I have recently joined Connectionists and I read some of the email messages
arguing about combining/averaging NNs.  Unfortunately, I missed the earlier 
discussion that started this argument. 

I am interested in combining NNs, in fact, my Ph.D. thesis is about optimal 
linear combinations of NNs.

Averaging a number of estimators has been suggested/debated/examined in the 
literature for a long time, dating as far as 1818 (Laplace 1818). 
Clemen (1989) cites more than 200 papers in his review of the literature 
related to combining forecasts (estimators), including contributions from 
forecasting, psychology, statistics, and management science literatures.

Numerous empirical studies have been conducted to assess the 
benefits/limitations of combining estimators (Clemen 1989). Besides, there are
quite a few analytical results established in the area. Most of these 
studies and results are in the forecasting literature (more than 100 
publications in the last 20 years). 

I think that it is fair to say that, as long as no "absolute" best estimator 
can be identified, combining estimators may provide a superior alternative to 
picking the best from a population of estimators.

I have published some of my preliminary results on the benefits of combining 
NNs in (Hashem and Schmeiser 1992, 1993a, and Hashem et al. 1993b), and
based on my experience with combining NNs, I join Michael Perrone in 
advocating the use of combining NNs to enhance the estimation accuracy of 
NN based models.


Sherif Hashem
email:shashem at ecn.purdue.edu


References:
-----------

Clemen, R.T. (1989).
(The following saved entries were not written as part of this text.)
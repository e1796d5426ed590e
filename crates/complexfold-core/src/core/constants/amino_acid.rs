//! Rigid-group templates for the 20 standard amino acids.
//!
//! Eight rigid groups per residue: 0 backbone, 1 pre-omega, 2 phi, 3 psi, 4-7 chi1-chi4.
//! Atom positions are given in the local frame of the group they belong to; side-chain frames
//! follow the chi-angle definitions below.

use super::RigidGroupTable;
use crate::core::geometry::transforms::{make_rigid_transformation, to_homogeneous_rows};
use nalgebra::{Isometry3, Vector3};
use once_cell::sync::Lazy;
use std::collections::HashMap;

pub const NUM_RIGID_GROUPS: usize = 8;
pub const NUM_DENSE_ATOMS: usize = 14;

/// One-letter codes in butype order.
pub const RESTYPES: [&str; 20] = [
    "A", "R", "N", "D", "C", "Q", "E", "G", "H", "I", "L", "K", "M", "F", "P", "S", "T", "W", "Y",
    "V",
];

/// Three-letter names in butype order.
pub const RESTYPE_NAMES: [&str; 20] = [
    "ALA", "ARG", "ASN", "ASP", "CYS", "GLN", "GLU", "GLY", "HIS", "ILE", "LEU", "LYS", "MET",
    "PHE", "PRO", "SER", "THR", "TRP", "TYR", "VAL",
];

type AtomEntry = (&'static str, usize, [f64; 3]);

const RIGID_GROUP_ATOM_POSITIONS: [&[AtomEntry]; 20] = [
    // ALA
    &[
        ("N", 0, [-0.525, 1.363, 0.000]),
        ("CA", 0, [0.000, 0.000, 0.000]),
        ("C", 0, [1.526, -0.000, -0.000]),
        ("CB", 0, [-0.529, -0.774, -1.205]),
        ("O", 3, [0.627, 1.062, 0.000]),
    ],
    // ARG
    &[
        ("N", 0, [-0.524, 1.362, -0.000]),
        ("CA", 0, [0.000, 0.000, 0.000]),
        ("C", 0, [1.525, -0.000, -0.000]),
        ("CB", 0, [-0.524, -0.778, -1.209]),
        ("O", 3, [0.626, 1.062, 0.000]),
        ("CG", 4, [0.616, 1.390, -0.000]),
        ("CD", 5, [0.564, 1.414, 0.000]),
        ("NE", 6, [0.539, 1.357, -0.000]),
        ("NH1", 7, [0.206, 2.301, 0.000]),
        ("NH2", 7, [2.078, 0.978, -0.000]),
        ("CZ", 7, [0.758, 1.093, -0.000]),
    ],
    // ASN
    &[
        ("N", 0, [-0.536, 1.357, 0.000]),
        ("CA", 0, [0.000, 0.000, 0.000]),
        ("C", 0, [1.526, -0.000, -0.000]),
        ("CB", 0, [-0.531, -0.787, -1.200]),
        ("O", 3, [0.625, 1.062, 0.000]),
        ("CG", 4, [0.584, 1.399, 0.000]),
        ("ND2", 5, [0.593, -1.188, 0.001]),
        ("OD1", 5, [0.633, 1.059, 0.000]),
    ],
    // ASP
    &[
        ("N", 0, [-0.525, 1.362, -0.000]),
        ("CA", 0, [0.000, 0.000, 0.000]),
        ("C", 0, [1.527, 0.000, -0.000]),
        ("CB", 0, [-0.526, -0.778, -1.208]),
        ("O", 3, [0.626, 1.062, -0.000]),
        ("CG", 4, [0.593, 1.398, -0.000]),
        ("OD1", 5, [0.610, 1.091, 0.000]),
        ("OD2", 5, [0.592, -1.101, -0.003]),
    ],
    // CYS
    &[
        ("N", 0, [-0.522, 1.362, -0.000]),
        ("CA", 0, [0.000, 0.000, 0.000]),
        ("C", 0, [1.524, 0.000, 0.000]),
        ("CB", 0, [-0.519, -0.773, -1.212]),
        ("O", 3, [0.625, 1.062, -0.000]),
        ("SG", 4, [0.728, 1.653, 0.000]),
    ],
    // GLN
    &[
        ("N", 0, [-0.526, 1.361, -0.000]),
        ("CA", 0, [0.000, 0.000, 0.000]),
        ("C", 0, [1.526, 0.000, 0.000]),
        ("CB", 0, [-0.525, -0.779, -1.207]),
        ("O", 3, [0.626, 1.062, -0.000]),
        ("CG", 4, [0.615, 1.393, 0.000]),
        ("CD", 5, [0.587, 1.399, -0.000]),
        ("NE2", 6, [0.593, -1.189, -0.001]),
        ("OE1", 6, [0.634, 1.060, 0.000]),
    ],
    // GLU
    &[
        ("N", 0, [-0.528, 1.361, 0.000]),
        ("CA", 0, [0.000, 0.000, 0.000]),
        ("C", 0, [1.526, -0.000, -0.000]),
        ("CB", 0, [-0.526, -0.781, -1.207]),
        ("O", 3, [0.626, 1.062, 0.000]),
        ("CG", 4, [0.615, 1.392, 0.000]),
        ("CD", 5, [0.600, 1.397, 0.000]),
        ("OE1", 6, [0.607, 1.095, -0.000]),
        ("OE2", 6, [0.589, -1.104, -0.001]),
    ],
    // GLY
    &[
        ("N", 0, [-0.572, 1.337, 0.000]),
        ("CA", 0, [0.000, 0.000, 0.000]),
        ("C", 0, [1.517, -0.000, -0.000]),
        ("O", 3, [0.626, 1.062, -0.000]),
    ],
    // HIS
    &[
        ("N", 0, [-0.527, 1.360, 0.000]),
        ("CA", 0, [0.000, 0.000, 0.000]),
        ("C", 0, [1.525, 0.000, 0.000]),
        ("CB", 0, [-0.525, -0.778, -1.208]),
        ("O", 3, [0.625, 1.063, 0.000]),
        ("CG", 4, [0.600, 1.370, -0.000]),
        ("CD2", 5, [0.889, -1.021, 0.003]),
        ("ND1", 5, [0.744, 1.160, -0.000]),
        ("CE1", 5, [2.030, 0.851, 0.002]),
        ("NE2", 5, [2.145, -0.466, 0.004]),
    ],
    // ILE
    &[
        ("N", 0, [-0.493, 1.373, -0.000]),
        ("CA", 0, [0.000, 0.000, 0.000]),
        ("C", 0, [1.527, -0.000, -0.000]),
        ("CB", 0, [-0.536, -0.793, -1.213]),
        ("O", 3, [0.627, 1.062, -0.000]),
        ("CG1", 4, [0.534, 1.437, -0.000]),
        ("CG2", 4, [0.540, -0.785, -1.199]),
        ("CD1", 5, [0.619, 1.391, 0.000]),
    ],
    // LEU
    &[
        ("N", 0, [-0.520, 1.363, 0.000]),
        ("CA", 0, [0.000, 0.000, 0.000]),
        ("C", 0, [1.525, -0.000, -0.000]),
        ("CB", 0, [-0.522, -0.773, -1.214]),
        ("O", 3, [0.625, 1.063, -0.000]),
        ("CG", 4, [0.678, 1.371, 0.000]),
        ("CD1", 5, [0.530, 1.430, -0.000]),
        ("CD2", 5, [0.535, -0.774, 1.200]),
    ],
    // LYS
    &[
        ("N", 0, [-0.526, 1.362, -0.000]),
        ("CA", 0, [0.000, 0.000, 0.000]),
        ("C", 0, [1.526, 0.000, 0.000]),
        ("CB", 0, [-0.524, -0.778, -1.208]),
        ("O", 3, [0.626, 1.062, -0.000]),
        ("CG", 4, [0.619, 1.390, 0.000]),
        ("CD", 5, [0.559, 1.417, 0.000]),
        ("CE", 6, [0.560, 1.416, 0.000]),
        ("NZ", 7, [0.554, 1.387, 0.000]),
    ],
    // MET
    &[
        ("N", 0, [-0.521, 1.364, -0.000]),
        ("CA", 0, [0.000, 0.000, 0.000]),
        ("C", 0, [1.525, 0.000, 0.000]),
        ("CB", 0, [-0.523, -0.776, -1.210]),
        ("O", 3, [0.625, 1.062, -0.000]),
        ("CG", 4, [0.613, 1.391, -0.000]),
        ("SD", 5, [0.703, 1.695, 0.000]),
        ("CE", 6, [0.320, 1.786, -0.000]),
    ],
    // PHE
    &[
        ("N", 0, [-0.518, 1.363, 0.000]),
        ("CA", 0, [0.000, 0.000, 0.000]),
        ("C", 0, [1.524, 0.000, -0.000]),
        ("CB", 0, [-0.525, -0.776, -1.212]),
        ("O", 3, [0.626, 1.062, -0.000]),
        ("CG", 4, [0.607, 1.377, 0.000]),
        ("CD1", 5, [0.709, 1.195, -0.000]),
        ("CD2", 5, [0.706, -1.196, 0.000]),
        ("CE1", 5, [2.102, 1.198, -0.000]),
        ("CE2", 5, [2.098, -1.201, -0.000]),
        ("CZ", 5, [2.794, -0.003, -0.001]),
    ],
    // PRO
    &[
        ("N", 0, [-0.566, 1.351, -0.000]),
        ("CA", 0, [0.000, 0.000, 0.000]),
        ("C", 0, [1.527, -0.000, 0.000]),
        ("CB", 0, [-0.546, -0.611, -1.293]),
        ("O", 3, [0.621, 1.066, 0.000]),
        ("CG", 4, [0.382, 1.445, 0.000]),
        ("CD", 5, [0.477, 1.424, 0.000]),
    ],
    // SER
    &[
        ("N", 0, [-0.529, 1.360, -0.000]),
        ("CA", 0, [0.000, 0.000, 0.000]),
        ("C", 0, [1.525, -0.000, -0.000]),
        ("CB", 0, [-0.518, -0.777, -1.211]),
        ("O", 3, [0.626, 1.062, -0.000]),
        ("OG", 4, [0.503, 1.325, 0.000]),
    ],
    // THR
    &[
        ("N", 0, [-0.517, 1.364, 0.000]),
        ("CA", 0, [0.000, 0.000, 0.000]),
        ("C", 0, [1.526, 0.000, -0.000]),
        ("CB", 0, [-0.516, -0.793, -1.215]),
        ("O", 3, [0.626, 1.062, 0.000]),
        ("CG2", 4, [0.550, -0.718, -1.228]),
        ("OG1", 4, [0.472, 1.353, 0.000]),
    ],
    // TRP
    &[
        ("N", 0, [-0.521, 1.363, 0.000]),
        ("CA", 0, [0.000, 0.000, 0.000]),
        ("C", 0, [1.525, -0.000, 0.000]),
        ("CB", 0, [-0.523, -0.776, -1.212]),
        ("O", 3, [0.627, 1.062, 0.000]),
        ("CG", 4, [0.609, 1.370, -0.000]),
        ("CD1", 5, [0.824, 1.091, 0.000]),
        ("CD2", 5, [0.854, -1.148, -0.005]),
        ("CE2", 5, [2.186, -0.678, -0.007]),
        ("CE3", 5, [0.622, -2.530, -0.007]),
        ("NE1", 5, [2.140, 0.690, -0.004]),
        ("CH2", 5, [3.028, -2.890, -0.013]),
        ("CZ2", 5, [3.283, -1.543, -0.011]),
        ("CZ3", 5, [1.715, -3.389, -0.011]),
    ],
    // TYR
    &[
        ("N", 0, [-0.522, 1.362, 0.000]),
        ("CA", 0, [0.000, 0.000, 0.000]),
        ("C", 0, [1.524, -0.000, -0.000]),
        ("CB", 0, [-0.522, -0.776, -1.213]),
        ("O", 3, [0.627, 1.062, -0.000]),
        ("CG", 4, [0.607, 1.382, -0.000]),
        ("CD1", 5, [0.716, 1.195, -0.000]),
        ("CD2", 5, [0.713, -1.194, -0.001]),
        ("CE1", 5, [2.107, 1.200, -0.002]),
        ("CE2", 5, [2.104, -1.201, -0.003]),
        ("OH", 5, [4.168, -0.002, -0.005]),
        ("CZ", 5, [2.791, -0.001, -0.003]),
    ],
    // VAL
    &[
        ("N", 0, [-0.494, 1.373, -0.000]),
        ("CA", 0, [0.000, 0.000, 0.000]),
        ("C", 0, [1.527, -0.000, -0.000]),
        ("CB", 0, [-0.533, -0.795, -1.213]),
        ("O", 3, [0.627, 1.062, -0.000]),
        ("CG1", 4, [0.540, 1.429, -0.000]),
        ("CG2", 4, [0.533, -0.776, 1.203]),
    ],
];

const CHI_ANGLES_ATOMS: [&[[&str; 4]]; 20] = [
    // ALA
    &[],
    // ARG
    &[
        ["N", "CA", "CB", "CG"],
        ["CA", "CB", "CG", "CD"],
        ["CB", "CG", "CD", "NE"],
        ["CG", "CD", "NE", "CZ"],
    ],
    // ASN
    &[["N", "CA", "CB", "CG"], ["CA", "CB", "CG", "OD1"]],
    // ASP
    &[["N", "CA", "CB", "CG"], ["CA", "CB", "CG", "OD1"]],
    // CYS
    &[["N", "CA", "CB", "SG"]],
    // GLN
    &[
        ["N", "CA", "CB", "CG"],
        ["CA", "CB", "CG", "CD"],
        ["CB", "CG", "CD", "OE1"],
    ],
    // GLU
    &[
        ["N", "CA", "CB", "CG"],
        ["CA", "CB", "CG", "CD"],
        ["CB", "CG", "CD", "OE1"],
    ],
    // GLY
    &[],
    // HIS
    &[["N", "CA", "CB", "CG"], ["CA", "CB", "CG", "ND1"]],
    // ILE
    &[["N", "CA", "CB", "CG1"], ["CA", "CB", "CG1", "CD1"]],
    // LEU
    &[["N", "CA", "CB", "CG"], ["CA", "CB", "CG", "CD1"]],
    // LYS
    &[
        ["N", "CA", "CB", "CG"],
        ["CA", "CB", "CG", "CD"],
        ["CB", "CG", "CD", "CE"],
        ["CG", "CD", "CE", "NZ"],
    ],
    // MET
    &[
        ["N", "CA", "CB", "CG"],
        ["CA", "CB", "CG", "SD"],
        ["CB", "CG", "SD", "CE"],
    ],
    // PHE
    &[["N", "CA", "CB", "CG"], ["CA", "CB", "CG", "CD1"]],
    // PRO
    &[["N", "CA", "CB", "CG"], ["CA", "CB", "CG", "CD"]],
    // SER
    &[["N", "CA", "CB", "OG"]],
    // THR
    &[["N", "CA", "CB", "OG1"]],
    // TRP
    &[["N", "CA", "CB", "CG"], ["CA", "CB", "CG", "CD1"]],
    // TYR
    &[["N", "CA", "CB", "CG"], ["CA", "CB", "CG", "CD1"]],
    // VAL
    &[["N", "CA", "CB", "CG1"]],
];

/// Dense (atom14) slot names per residue type.
pub const ATOM14_NAMES: [&[&str]; 20] = [
    &["N", "CA", "C", "O", "CB"],
    &["N", "CA", "C", "O", "CB", "CG", "CD", "NE", "CZ", "NH1", "NH2"],
    &["N", "CA", "C", "O", "CB", "CG", "OD1", "ND2"],
    &["N", "CA", "C", "O", "CB", "CG", "OD1", "OD2"],
    &["N", "CA", "C", "O", "CB", "SG"],
    &["N", "CA", "C", "O", "CB", "CG", "CD", "OE1", "NE2"],
    &["N", "CA", "C", "O", "CB", "CG", "CD", "OE1", "OE2"],
    &["N", "CA", "C", "O"],
    &["N", "CA", "C", "O", "CB", "CG", "ND1", "CD2", "CE1", "NE2"],
    &["N", "CA", "C", "O", "CB", "CG1", "CG2", "CD1"],
    &["N", "CA", "C", "O", "CB", "CG", "CD1", "CD2"],
    &["N", "CA", "C", "O", "CB", "CG", "CD", "CE", "NZ"],
    &["N", "CA", "C", "O", "CB", "CG", "SD", "CE"],
    &[
        "N", "CA", "C", "O", "CB", "CG", "CD1", "CD2", "CE1", "CE2", "CZ",
    ],
    &["N", "CA", "C", "O", "CB", "CG", "CD"],
    &["N", "CA", "C", "O", "CB", "OG"],
    &["N", "CA", "C", "O", "CB", "OG1", "CG2"],
    &[
        "N", "CA", "C", "O", "CB", "CG", "CD1", "CD2", "NE1", "CE2", "CE3", "CZ2", "CZ3", "CH2",
    ],
    &[
        "N", "CA", "C", "O", "CB", "CG", "CD1", "CD2", "CE1", "CE2", "CZ", "OH",
    ],
    &["N", "CA", "C", "O", "CB", "CG1", "CG2"],
];

pub(crate) static TABLE: Lazy<RigidGroupTable> = Lazy::new(build_table);

fn build_table() -> RigidGroupTable {
    let mut table = RigidGroupTable::empty(RESTYPES.len(), NUM_RIGID_GROUPS, NUM_DENSE_ATOMS);

    for restype in 0..RESTYPES.len() {
        let atom_positions: HashMap<&str, Vector3<f64>> = RIGID_GROUP_ATOM_POSITIONS[restype]
            .iter()
            .map(|(name, _, pos)| (*name, Vector3::from(*pos)))
            .collect();

        for (name, group, pos) in RIGID_GROUP_ATOM_POSITIONS[restype] {
            let slot = ATOM14_NAMES[restype]
                .iter()
                .position(|n| n == name)
                .unwrap_or_else(|| panic!("atom {name} missing from atom14 names"));
            table.atom_to_group[restype][slot] = *group as u32;
            table.atom_mask[restype][slot] = 1.0;
            table.atom_positions[restype][slot] = *pos;
        }

        let frames = &mut table.default_frames[restype];
        let identity = to_homogeneous_rows(&Isometry3::identity());
        // backbone and pre-omega groups coincide with the backbone frame
        frames[0] = identity;
        frames[1] = identity;

        frames[2] = to_homogeneous_rows(&make_rigid_transformation(
            &(atom_positions["N"] - atom_positions["CA"]),
            &Vector3::x(),
            &atom_positions["N"],
        ));
        frames[3] = to_homogeneous_rows(&make_rigid_transformation(
            &(atom_positions["C"] - atom_positions["CA"]),
            &(atom_positions["CA"] - atom_positions["N"]),
            &atom_positions["C"],
        ));

        let chis = CHI_ANGLES_ATOMS[restype];
        if let Some(chi1) = chis.first() {
            let base: Vec<Vector3<f64>> = chi1[..3].iter().map(|n| atom_positions[n]).collect();
            frames[4] = to_homogeneous_rows(&make_rigid_transformation(
                &(base[2] - base[1]),
                &(base[0] - base[1]),
                &base[2],
            ));
        }
        // chi2..chi4 axis-end atoms are expressed in the previous chi frame
        for (chi_idx, chi) in chis.iter().enumerate().skip(1) {
            let axis_end = atom_positions[chi[2]];
            frames[4 + chi_idx] = to_homogeneous_rows(&make_rigid_transformation(
                &axis_end,
                &Vector3::new(-1.0, 0.0, 0.0),
                &axis_end,
            ));
        }
    }

    table
}
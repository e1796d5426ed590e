use thiserror::Error;

use super::config::ConfigError;
use crate::core::constants::TableError;
use crate::core::models::partition::PartitionError;

#[derive(Debug, Error)]
pub enum ModelError {
    #[error("Tensor operation failed: {0}")]
    Tensor(#[from] candle_core::Error),

    #[error("Invalid residue partition: {source}")]
    Partition {
        #[from]
        source: PartitionError,
    },

    #[error("Invalid configuration: {source}")]
    Config {
        #[from]
        source: ConfigError,
    },

    #[error("Invalid rigid-group table: {source}")]
    Table {
        #[from]
        source: TableError,
    },

    #[error("{context} covers {found} residues, expected {expected}")]
    ResidueCountMismatch {
        context: &'static str,
        expected: usize,
        found: usize,
    },
}
//! Tensor utilities shared across the crate.
//!
//! - [`tensor`] - Leading-dimension flattening and table lookups by index tensors
//! - [`chunk`] - Evaluation of a computation in slices along one axis
//! - [`inplace`] - In-place row-wise division on host storage

pub mod chunk;
pub mod inplace;
pub mod tensor;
Combining Forecasts: A Review and Annotated Bibliography.
        International Journal of Forecasting, Vol. 5, pp. 559-583.

Hashem, S., Y. Yih, & B. Schmeiser (1993b). An Efficient Model
       for Product Allocation using Optimal Combinations of 
       Neural Networks. In Intelligent Engineering Systems through
       Artificial Neural Networks, Vol. 3, C. Dagli, L. Burke, B. Femandez, 
       & J. Ghosh (Eds.), ASME Press, forthcoming.

Hashem, S., & B. Schmeiser (1993a). Approximating a Function
       and its Derivatives using MSE-Optimal Linear Combinations of 
       Trained Feedforward Neural Networks. Proceedings of the
       World Congress on Neural Networks, Lawrence Erlbaum
       Associates, New Jersey, Vol. 1, pp. 617-620.

Hashem, S., & B. Schmeiser (1992). Improving Model Accuracy using Optimal 
        Linear Combinations of Trained Neural Networks, Technical Report 
        SMS92-16, School of Industrial Engineering, Purdue University.
        (Submitted)

Laplace P.S. de. (1818). Deuxieme Supplement a la Theorie Analytique
        des Probabilites (Courcier, Paris).; reprinted (1847) in Oeuvers
        Completes de Laplace, Vol. 7 (Paris, Gauthier-Villars) 531-580.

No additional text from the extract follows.